With Israeli military and police on site, the last cars streamed out of Eviatar — near the Palestinian city of Nablus — in compliance with the 4pm deadline to leave the outpost.
“I hope we’ll be back here very soon,” Sarah Lisson, a mother of six, said before driving off. “We can build a big house.”
Dozens of families several weeks ago started to build the settlement in defiance of both international and Israeli law, sparking fierce protests from Palestinians who insisted the Jewish community was being built on their land.
Eviatar leader Tzvi Succot tweeted that he had been the last to leave. “This is a sad moment, but full of hope,” he said.
The settlers had in a matter of weeks built rudimentary concrete homes and set up shacks and tents on a hilltop in the northern West Bank, Palestinian territory occupied by Israel since 1967.
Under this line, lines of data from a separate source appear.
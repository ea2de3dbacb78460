//! SAML Response signature validation and diagnosis.
//!
//! This crate decides whether a Service Provider would accept the signature
//! on a SAML Response and, when it would not, explains which part of the
//! XML signature failed:
//!
//! - **Protocol validation** - process the response as received over the
//!   HTTP-POST binding and check its signature against the Identity
//!   Provider's certificates
//! - **Direct verification** - recompute every reference digest and the
//!   `SignatureValue` of the assertion's `ds:Signature`, one certificate at a
//!   time, and report each failing check separately
//!
//! # Architecture
//!
//! - [`xml`] - namespace-aware XML tree and canonicalization
//! - [`signature`] - XML-DSig parsing and verification
//! - [`bindings`] - HTTP-POST binding
//! - [`validator`] - Service Provider side validation
//! - [`diagnosis`] - the two-phase run and its reporting sink
//! - [`error`] - error types and rejection categories
//!
//! # Example
//!
//! ```rust,ignore
//! use samlcheck_protocol::{Diagnostician, ProtocolValidator, SamlResponseEnvelope, TrustMaterial};
//!
//! let trust = TrustMaterial::new([idp_certificate]);
//! let diagnostician = Diagnostician::new(ProtocolValidator::new(), trust);
//! let verdict = diagnostician.run(&SamlResponseEnvelope::new(bytes), &mut sink)?;
//! ```
//!
//! # Specifications
//!
//! - [SAML 2.0 Core](https://docs.oasis-open.org/security/saml/v2.0/saml-core-2.0-os.pdf)
//! - [SAML 2.0 Bindings](https://docs.oasis-open.org/security/saml/v2.0/saml-bindings-2.0-os.pdf)
//! - [XML Signature](https://www.w3.org/TR/xmldsig-core1/)
//! - [Canonical XML 1.0](https://www.w3.org/TR/xml-c14n)
//! - [Exclusive XML Canonicalization 1.0](https://www.w3.org/TR/xml-exc-c14n/)

#![forbid(unsafe_code)]
#![warn(missing_docs)]

pub mod bindings;
pub mod constants;
pub mod diagnosis;
pub mod envelope;
pub mod error;
pub mod signature;
pub mod trust;
pub mod validator;
pub mod xml;

#[cfg(test)]
mod test_support;

pub use diagnosis::{DiagnosticSink, Diagnostician, Verdict};
pub use envelope::SamlResponseEnvelope;
pub use error::{ProtocolRejection, RejectionCategory, SamlError, SamlResult};
pub use signature::{
    verify, CertificateKeyResolver, KeyResolver, ReferenceRecord, RejectionReason, SignedXml,
    ValidationOutcome, Verification,
};
pub use trust::TrustMaterial;
pub use validator::{AcceptedResponse, ProtocolValidator, SignedScope};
Under the terms of the deal published by the Israeli government on Thursday, the settlers had to leave by Friday afternoon, but their structures can remain and will be guarded by Israel’s military.
The defence ministry said it would study the area to assess whether it could, under Israeli law, be declared state land.
Should that happen, Israel could then authorise a religious school to be built at Eviatar, with residences for its staff and students.
All Jewish settlements in the West Bank are regarded as illegal by most of the international community.
The settlers voiced confidence they would return, even leaving dozens of religious texts behind, lining bookshelves in their makeshift synagogue.
This “land has waited for us for 2,000 years, so another little bit is not such a big (deal),” said Chaim Weltzer, 49, who had been living in Eviatar with his family for nine weeks.
He insisted that the West Bank, as well parts of neighbouring Syria and Jordan, was territory promised to Jews in the Old Testament, and which one day would become part of the Jewish state.
“We know the end of the story,” Weltzer said.
The Palestinians, who claim the land as their own, had harassed the settlers by burning car tyres, sounding horns and pointing laser beams at them, leading to deadly clashes with Israeli security forces.
On Friday, Palestinians were again gathering across the valley to protest, hurling stones and burning tyres.
The dispute around the flashpoint site put an early strain on Bennett’s diverse eight-party coalition, that includes his right-wing nationalist Yamina party as well as left-wing groups and Arab-Israeli lawmakers.
The deal was rejected by leftwing Israeli groups, as well as the mayor of Beita, the nearby Palestinian village, who said on Thursday that “clashes and protests will continue” as long as any Israeli “remains on our land”.